**REQUIRED ACTION**. Exactly the lines from the one with "push pattern list." through the final line of the listing below should appear in the answer, and no others.
*** Begin section ***
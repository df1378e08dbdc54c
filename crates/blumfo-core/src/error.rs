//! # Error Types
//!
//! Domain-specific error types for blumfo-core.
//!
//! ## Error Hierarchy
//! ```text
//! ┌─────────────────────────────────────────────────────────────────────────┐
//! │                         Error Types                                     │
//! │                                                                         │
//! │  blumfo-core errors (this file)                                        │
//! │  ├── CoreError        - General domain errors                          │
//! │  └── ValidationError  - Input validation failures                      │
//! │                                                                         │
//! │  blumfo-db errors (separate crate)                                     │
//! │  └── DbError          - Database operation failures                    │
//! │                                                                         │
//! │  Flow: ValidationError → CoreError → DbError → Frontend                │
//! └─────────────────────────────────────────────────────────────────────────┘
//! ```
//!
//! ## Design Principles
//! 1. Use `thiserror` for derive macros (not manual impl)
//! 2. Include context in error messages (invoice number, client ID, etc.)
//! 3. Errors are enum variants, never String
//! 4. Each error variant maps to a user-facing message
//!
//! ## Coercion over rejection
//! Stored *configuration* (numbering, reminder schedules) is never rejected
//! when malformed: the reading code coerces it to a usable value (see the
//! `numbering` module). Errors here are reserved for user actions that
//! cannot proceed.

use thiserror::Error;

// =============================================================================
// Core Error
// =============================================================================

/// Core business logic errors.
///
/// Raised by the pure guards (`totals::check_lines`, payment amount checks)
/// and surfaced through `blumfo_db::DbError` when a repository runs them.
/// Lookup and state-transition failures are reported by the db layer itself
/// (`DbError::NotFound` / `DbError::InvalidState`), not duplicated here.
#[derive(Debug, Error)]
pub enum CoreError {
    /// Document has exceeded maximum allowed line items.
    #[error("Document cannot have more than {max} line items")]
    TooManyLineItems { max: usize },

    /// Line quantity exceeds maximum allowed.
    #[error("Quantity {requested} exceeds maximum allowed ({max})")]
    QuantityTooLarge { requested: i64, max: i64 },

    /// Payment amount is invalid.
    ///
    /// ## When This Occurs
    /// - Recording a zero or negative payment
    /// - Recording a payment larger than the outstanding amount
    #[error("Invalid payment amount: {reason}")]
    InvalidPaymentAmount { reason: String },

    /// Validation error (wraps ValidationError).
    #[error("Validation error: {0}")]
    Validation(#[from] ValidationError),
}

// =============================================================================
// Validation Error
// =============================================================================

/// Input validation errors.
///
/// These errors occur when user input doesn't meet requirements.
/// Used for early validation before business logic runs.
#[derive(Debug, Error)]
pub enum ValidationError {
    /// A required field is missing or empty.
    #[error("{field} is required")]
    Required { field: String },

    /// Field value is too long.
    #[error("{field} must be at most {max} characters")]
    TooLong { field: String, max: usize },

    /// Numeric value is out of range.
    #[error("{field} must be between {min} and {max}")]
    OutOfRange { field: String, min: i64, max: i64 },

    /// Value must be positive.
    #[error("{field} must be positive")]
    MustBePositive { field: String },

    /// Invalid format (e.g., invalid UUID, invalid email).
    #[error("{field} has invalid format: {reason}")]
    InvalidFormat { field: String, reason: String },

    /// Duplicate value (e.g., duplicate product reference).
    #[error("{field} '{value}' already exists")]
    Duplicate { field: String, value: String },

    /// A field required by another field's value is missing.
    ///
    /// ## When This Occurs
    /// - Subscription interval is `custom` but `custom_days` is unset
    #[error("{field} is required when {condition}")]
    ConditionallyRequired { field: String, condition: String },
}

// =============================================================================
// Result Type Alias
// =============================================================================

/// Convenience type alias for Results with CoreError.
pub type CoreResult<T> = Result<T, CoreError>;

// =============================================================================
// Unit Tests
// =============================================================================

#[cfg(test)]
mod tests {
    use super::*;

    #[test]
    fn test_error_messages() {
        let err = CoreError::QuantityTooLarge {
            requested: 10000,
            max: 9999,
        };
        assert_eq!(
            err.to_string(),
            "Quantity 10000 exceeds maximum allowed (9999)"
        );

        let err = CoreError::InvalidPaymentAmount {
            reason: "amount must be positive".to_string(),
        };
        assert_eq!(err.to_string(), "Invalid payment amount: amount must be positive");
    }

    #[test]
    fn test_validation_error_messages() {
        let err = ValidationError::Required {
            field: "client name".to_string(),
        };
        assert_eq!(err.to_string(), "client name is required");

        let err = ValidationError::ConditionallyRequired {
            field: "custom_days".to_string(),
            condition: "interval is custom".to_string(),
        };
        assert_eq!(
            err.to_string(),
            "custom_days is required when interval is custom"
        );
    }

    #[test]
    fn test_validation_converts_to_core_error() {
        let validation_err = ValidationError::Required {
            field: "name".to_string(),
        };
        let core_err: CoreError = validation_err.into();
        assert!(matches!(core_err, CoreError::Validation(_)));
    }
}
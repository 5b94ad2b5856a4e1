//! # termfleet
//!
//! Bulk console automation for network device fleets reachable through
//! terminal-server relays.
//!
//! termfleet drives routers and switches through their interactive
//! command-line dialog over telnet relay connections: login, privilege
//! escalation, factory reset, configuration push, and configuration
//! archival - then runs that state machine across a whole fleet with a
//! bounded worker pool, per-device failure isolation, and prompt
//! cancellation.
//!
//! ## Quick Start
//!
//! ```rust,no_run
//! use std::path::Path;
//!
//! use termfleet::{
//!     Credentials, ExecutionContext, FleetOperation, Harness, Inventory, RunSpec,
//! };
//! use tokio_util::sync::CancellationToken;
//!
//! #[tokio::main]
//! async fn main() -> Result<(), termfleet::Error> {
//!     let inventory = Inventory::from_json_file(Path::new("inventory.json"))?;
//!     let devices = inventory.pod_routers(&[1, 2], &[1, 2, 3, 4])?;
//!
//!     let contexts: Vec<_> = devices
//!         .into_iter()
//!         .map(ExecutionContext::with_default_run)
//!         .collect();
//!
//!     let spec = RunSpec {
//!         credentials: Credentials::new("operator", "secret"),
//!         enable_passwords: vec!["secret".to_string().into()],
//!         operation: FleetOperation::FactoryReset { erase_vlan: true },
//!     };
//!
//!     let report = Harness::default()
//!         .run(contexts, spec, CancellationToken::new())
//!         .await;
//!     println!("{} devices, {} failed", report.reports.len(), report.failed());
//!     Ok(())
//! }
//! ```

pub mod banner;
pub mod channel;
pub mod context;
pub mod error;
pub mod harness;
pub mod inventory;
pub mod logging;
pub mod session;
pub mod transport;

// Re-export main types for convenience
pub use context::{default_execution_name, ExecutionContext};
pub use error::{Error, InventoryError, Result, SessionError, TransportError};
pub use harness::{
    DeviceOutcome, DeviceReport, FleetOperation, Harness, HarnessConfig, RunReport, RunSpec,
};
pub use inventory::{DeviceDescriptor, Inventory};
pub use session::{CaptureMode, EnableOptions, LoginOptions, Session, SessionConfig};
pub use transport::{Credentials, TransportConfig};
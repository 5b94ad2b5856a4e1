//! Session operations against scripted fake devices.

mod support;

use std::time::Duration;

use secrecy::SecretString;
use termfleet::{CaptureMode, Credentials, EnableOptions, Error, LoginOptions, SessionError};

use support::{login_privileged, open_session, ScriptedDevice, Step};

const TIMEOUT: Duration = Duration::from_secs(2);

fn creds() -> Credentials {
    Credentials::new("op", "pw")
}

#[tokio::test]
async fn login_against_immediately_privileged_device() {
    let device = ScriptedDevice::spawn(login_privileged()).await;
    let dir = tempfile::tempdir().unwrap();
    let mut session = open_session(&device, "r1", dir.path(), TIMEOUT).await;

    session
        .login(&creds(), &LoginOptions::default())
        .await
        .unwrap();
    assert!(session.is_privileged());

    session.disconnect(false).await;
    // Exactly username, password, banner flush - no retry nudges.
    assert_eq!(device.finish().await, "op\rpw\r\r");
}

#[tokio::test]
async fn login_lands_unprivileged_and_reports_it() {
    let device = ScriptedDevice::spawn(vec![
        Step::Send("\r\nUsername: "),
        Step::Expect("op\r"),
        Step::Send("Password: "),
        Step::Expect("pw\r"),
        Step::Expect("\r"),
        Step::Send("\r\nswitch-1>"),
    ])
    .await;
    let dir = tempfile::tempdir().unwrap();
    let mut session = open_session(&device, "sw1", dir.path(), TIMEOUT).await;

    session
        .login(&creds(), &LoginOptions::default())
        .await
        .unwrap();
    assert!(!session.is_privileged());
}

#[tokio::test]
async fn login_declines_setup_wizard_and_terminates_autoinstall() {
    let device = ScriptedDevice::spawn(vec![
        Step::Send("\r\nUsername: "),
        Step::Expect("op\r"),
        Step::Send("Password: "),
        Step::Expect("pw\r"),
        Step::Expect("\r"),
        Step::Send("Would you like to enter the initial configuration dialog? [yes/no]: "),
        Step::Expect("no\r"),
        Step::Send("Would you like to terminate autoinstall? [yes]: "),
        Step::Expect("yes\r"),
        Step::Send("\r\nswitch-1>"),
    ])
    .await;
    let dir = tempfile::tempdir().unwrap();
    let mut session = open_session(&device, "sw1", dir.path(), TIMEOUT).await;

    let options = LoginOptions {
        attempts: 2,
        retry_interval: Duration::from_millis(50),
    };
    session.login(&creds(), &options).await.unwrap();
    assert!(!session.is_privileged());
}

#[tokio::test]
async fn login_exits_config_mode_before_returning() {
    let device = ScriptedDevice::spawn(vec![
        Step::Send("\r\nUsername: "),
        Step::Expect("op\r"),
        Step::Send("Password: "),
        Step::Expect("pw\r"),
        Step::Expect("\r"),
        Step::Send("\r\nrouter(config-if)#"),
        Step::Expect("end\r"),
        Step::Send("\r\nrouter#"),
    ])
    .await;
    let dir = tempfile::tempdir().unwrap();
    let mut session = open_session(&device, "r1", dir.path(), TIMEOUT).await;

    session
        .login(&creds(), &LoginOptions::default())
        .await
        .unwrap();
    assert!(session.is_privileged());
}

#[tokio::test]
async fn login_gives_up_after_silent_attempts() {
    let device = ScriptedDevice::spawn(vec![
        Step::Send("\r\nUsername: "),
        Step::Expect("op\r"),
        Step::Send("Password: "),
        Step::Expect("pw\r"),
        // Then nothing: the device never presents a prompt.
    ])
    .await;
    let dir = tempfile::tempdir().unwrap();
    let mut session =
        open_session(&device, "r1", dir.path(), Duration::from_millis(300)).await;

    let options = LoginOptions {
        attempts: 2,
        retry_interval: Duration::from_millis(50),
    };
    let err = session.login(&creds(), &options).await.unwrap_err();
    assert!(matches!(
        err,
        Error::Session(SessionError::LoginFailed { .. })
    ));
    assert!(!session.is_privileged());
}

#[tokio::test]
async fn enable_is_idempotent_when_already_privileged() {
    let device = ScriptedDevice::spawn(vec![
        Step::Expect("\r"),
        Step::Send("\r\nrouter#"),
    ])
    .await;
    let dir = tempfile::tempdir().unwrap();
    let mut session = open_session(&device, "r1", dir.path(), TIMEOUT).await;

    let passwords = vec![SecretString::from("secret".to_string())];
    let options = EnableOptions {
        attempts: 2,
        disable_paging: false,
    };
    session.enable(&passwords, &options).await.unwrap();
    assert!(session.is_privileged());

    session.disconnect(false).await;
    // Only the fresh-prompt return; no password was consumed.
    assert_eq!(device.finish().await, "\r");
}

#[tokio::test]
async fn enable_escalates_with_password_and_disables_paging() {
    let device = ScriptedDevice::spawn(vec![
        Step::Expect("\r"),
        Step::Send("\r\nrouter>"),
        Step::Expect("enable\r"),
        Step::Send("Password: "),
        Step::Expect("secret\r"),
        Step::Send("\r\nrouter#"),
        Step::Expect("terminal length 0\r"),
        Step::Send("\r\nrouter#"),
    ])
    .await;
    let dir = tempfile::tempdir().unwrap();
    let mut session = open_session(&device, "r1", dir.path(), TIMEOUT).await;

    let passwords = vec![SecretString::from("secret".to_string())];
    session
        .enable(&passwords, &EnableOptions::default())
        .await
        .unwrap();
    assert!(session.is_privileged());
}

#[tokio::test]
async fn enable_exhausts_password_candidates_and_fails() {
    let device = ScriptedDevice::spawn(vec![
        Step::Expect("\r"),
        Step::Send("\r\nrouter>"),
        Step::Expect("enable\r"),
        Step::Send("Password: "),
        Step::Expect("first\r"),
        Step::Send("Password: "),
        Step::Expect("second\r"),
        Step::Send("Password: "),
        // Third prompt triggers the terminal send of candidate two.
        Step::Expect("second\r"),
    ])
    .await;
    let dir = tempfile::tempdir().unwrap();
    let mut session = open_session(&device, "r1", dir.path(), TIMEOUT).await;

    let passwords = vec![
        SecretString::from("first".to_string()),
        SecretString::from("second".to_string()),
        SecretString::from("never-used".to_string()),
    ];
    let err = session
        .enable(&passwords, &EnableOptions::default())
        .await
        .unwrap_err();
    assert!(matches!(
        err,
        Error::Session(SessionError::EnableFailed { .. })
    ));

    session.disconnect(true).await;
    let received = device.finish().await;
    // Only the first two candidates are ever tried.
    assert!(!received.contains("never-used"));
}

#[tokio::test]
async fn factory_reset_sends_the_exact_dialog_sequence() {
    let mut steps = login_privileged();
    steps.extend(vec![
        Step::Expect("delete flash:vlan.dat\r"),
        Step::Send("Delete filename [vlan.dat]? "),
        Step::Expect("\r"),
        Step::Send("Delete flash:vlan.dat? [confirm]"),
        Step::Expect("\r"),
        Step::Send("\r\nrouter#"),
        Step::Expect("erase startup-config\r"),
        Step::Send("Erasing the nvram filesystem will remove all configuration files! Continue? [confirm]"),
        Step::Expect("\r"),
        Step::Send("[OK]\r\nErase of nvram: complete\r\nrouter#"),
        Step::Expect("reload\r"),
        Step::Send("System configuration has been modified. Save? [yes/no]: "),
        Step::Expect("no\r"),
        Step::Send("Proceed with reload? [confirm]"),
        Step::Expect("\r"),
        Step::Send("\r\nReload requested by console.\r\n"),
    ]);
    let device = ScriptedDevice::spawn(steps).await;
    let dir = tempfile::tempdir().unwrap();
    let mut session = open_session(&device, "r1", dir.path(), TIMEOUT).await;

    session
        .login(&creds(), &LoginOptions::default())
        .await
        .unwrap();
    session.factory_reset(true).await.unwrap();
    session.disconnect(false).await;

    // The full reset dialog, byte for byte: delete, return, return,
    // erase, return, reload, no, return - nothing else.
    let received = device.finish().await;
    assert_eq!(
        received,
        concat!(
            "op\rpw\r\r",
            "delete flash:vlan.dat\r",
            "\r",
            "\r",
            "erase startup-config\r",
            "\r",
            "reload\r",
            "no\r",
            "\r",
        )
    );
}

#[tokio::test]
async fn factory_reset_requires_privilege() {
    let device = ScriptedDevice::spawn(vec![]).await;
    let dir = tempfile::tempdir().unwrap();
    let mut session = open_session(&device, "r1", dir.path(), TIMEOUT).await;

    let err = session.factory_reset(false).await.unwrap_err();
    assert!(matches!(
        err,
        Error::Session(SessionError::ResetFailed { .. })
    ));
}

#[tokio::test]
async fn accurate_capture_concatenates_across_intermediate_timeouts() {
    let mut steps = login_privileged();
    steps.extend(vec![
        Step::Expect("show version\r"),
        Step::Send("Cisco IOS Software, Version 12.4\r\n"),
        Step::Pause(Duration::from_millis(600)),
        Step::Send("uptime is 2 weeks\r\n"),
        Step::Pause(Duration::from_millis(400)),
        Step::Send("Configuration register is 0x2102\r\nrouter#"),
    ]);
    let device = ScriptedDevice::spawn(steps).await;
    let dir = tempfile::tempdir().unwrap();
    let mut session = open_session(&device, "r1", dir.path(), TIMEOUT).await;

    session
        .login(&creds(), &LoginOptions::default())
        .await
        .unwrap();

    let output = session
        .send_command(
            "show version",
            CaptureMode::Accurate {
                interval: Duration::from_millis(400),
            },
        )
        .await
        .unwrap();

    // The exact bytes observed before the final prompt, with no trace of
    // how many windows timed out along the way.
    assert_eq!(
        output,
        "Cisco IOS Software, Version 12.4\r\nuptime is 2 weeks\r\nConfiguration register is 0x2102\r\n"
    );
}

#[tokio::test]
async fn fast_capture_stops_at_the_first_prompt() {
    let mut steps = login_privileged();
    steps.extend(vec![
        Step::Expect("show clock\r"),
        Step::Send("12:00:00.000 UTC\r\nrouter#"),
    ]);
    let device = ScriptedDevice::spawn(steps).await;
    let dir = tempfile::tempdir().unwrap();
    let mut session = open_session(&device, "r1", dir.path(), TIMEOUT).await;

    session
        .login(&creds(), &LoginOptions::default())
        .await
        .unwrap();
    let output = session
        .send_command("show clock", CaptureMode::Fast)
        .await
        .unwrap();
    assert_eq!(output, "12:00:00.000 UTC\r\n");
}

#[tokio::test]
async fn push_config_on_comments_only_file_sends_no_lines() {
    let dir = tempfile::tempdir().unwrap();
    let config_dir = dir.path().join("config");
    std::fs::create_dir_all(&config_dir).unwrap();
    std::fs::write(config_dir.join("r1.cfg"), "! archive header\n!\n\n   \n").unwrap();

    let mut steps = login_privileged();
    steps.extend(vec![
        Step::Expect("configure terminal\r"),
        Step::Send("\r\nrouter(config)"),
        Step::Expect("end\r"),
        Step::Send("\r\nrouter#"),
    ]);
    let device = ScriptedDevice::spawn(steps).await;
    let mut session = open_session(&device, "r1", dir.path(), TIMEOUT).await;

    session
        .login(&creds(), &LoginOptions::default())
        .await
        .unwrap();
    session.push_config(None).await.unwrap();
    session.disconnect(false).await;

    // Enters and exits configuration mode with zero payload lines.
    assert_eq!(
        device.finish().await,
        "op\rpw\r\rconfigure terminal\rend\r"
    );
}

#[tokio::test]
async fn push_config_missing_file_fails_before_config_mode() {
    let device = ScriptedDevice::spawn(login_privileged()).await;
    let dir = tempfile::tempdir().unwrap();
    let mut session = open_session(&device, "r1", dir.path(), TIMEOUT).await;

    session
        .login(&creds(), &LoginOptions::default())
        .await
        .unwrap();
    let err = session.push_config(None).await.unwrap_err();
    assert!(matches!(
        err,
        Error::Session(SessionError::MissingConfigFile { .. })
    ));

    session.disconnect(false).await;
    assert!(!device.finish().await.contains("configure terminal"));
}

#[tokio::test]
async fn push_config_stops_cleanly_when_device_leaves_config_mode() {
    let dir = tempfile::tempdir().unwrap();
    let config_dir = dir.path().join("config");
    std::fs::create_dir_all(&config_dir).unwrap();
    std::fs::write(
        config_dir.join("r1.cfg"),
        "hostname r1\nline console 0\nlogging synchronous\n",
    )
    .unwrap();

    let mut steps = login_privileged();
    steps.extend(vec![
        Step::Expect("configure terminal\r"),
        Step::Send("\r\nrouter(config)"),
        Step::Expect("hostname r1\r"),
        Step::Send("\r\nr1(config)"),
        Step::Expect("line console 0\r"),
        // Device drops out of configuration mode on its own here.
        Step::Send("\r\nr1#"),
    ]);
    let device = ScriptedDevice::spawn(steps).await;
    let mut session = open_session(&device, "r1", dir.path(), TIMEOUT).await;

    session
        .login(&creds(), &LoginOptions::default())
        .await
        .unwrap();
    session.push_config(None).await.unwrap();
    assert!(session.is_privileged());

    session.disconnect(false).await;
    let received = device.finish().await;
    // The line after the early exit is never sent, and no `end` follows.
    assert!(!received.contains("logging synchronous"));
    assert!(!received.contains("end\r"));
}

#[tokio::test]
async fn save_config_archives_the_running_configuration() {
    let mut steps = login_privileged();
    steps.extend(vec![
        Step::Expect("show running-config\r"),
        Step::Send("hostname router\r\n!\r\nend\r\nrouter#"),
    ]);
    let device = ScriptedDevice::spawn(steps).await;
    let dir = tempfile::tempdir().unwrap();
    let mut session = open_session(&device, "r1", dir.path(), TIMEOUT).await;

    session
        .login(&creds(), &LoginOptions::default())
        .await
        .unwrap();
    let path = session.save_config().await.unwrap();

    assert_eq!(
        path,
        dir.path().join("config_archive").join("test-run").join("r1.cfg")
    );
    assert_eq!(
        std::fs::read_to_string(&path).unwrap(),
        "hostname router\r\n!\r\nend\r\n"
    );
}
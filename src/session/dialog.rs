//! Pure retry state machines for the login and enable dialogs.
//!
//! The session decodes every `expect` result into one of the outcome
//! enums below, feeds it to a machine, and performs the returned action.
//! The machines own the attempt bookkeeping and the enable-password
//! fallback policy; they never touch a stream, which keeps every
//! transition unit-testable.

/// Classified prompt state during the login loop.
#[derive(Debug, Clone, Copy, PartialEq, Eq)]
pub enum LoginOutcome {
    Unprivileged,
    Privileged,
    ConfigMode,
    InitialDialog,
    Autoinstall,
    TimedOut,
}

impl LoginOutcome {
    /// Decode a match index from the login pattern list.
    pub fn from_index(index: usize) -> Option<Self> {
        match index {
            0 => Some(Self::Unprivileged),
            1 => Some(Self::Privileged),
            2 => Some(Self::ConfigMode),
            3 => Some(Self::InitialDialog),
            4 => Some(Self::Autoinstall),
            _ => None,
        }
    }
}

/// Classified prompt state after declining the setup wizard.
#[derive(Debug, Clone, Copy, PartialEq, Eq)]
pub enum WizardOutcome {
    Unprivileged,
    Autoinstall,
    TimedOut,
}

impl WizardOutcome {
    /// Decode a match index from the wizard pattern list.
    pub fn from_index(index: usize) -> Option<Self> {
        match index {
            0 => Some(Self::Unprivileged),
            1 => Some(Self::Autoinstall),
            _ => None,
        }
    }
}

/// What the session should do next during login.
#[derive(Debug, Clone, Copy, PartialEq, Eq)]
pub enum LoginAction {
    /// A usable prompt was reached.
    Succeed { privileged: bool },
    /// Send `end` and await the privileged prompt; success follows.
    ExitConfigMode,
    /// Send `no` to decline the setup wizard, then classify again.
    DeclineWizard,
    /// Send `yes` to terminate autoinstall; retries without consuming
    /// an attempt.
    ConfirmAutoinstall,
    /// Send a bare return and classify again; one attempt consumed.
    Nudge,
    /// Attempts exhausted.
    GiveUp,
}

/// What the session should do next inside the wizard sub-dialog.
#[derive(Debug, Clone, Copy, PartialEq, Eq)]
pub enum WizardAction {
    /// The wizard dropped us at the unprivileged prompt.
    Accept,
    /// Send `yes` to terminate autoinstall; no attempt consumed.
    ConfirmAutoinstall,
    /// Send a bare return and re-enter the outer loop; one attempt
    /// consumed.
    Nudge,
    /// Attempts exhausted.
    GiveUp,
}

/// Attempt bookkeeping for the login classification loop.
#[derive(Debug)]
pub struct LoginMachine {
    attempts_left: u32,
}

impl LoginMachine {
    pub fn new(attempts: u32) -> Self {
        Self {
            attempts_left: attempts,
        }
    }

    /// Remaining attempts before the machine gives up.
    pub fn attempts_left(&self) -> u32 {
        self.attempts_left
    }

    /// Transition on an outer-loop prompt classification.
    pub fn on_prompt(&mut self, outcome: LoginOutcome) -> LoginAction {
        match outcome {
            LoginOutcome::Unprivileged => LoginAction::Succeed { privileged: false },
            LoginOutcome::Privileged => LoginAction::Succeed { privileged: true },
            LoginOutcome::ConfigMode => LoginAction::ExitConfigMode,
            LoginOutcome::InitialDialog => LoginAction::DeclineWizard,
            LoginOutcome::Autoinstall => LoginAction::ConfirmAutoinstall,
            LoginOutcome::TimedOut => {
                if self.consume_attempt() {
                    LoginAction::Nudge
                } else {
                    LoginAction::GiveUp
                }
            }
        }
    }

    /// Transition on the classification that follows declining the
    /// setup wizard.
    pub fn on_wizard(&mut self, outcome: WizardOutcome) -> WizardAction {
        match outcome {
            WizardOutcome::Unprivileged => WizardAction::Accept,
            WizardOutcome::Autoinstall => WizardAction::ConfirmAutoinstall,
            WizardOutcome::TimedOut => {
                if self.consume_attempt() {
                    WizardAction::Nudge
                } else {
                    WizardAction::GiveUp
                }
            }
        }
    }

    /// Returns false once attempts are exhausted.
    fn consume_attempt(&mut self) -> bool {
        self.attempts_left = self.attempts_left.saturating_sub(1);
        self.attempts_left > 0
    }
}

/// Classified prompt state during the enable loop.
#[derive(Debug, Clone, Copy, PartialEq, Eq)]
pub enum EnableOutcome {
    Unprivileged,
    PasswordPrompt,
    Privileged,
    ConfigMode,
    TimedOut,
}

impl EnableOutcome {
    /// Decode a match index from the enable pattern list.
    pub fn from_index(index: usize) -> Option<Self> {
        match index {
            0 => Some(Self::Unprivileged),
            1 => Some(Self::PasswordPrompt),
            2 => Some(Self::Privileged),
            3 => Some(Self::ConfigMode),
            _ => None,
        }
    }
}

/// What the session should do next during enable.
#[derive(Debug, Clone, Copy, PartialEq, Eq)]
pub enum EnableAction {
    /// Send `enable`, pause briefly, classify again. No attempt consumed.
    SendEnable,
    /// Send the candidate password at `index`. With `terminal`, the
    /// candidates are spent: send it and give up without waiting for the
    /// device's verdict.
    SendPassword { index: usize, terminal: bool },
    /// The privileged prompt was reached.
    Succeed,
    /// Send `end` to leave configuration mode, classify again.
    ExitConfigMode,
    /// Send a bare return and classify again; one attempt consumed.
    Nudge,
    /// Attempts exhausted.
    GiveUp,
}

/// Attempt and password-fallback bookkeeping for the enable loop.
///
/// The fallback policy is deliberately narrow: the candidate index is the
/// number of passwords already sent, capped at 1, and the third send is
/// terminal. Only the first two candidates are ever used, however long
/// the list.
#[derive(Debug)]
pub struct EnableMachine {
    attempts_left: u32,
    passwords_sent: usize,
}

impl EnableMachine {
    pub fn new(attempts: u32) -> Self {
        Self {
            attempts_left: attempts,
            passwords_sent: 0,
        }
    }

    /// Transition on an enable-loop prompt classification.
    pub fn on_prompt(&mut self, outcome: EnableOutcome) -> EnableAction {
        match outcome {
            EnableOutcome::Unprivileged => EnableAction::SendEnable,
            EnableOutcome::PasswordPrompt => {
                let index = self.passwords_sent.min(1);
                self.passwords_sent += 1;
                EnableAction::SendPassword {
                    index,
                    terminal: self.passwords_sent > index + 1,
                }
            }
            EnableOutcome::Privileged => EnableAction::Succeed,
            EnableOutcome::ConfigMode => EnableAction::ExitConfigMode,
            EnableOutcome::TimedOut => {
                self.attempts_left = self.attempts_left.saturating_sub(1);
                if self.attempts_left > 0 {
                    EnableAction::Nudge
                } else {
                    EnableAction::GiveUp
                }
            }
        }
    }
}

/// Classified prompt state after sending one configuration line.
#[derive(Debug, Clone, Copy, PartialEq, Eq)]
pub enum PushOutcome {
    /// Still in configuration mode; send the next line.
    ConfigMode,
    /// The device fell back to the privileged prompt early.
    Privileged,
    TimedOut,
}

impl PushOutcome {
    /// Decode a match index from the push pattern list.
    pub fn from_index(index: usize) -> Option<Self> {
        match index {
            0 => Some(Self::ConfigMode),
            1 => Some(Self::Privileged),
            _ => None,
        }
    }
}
*** End section ***
**REPLY TO THE EXERCISE**.
    /// Decode a match index from the push pattern list.
    pub fn from_index(index: usize) -> Option<Self> {
        match index {
            0 => Some(Self::ConfigMode),
            1 => Some(Self::Privileged),
            _ => None,
        }
    }
}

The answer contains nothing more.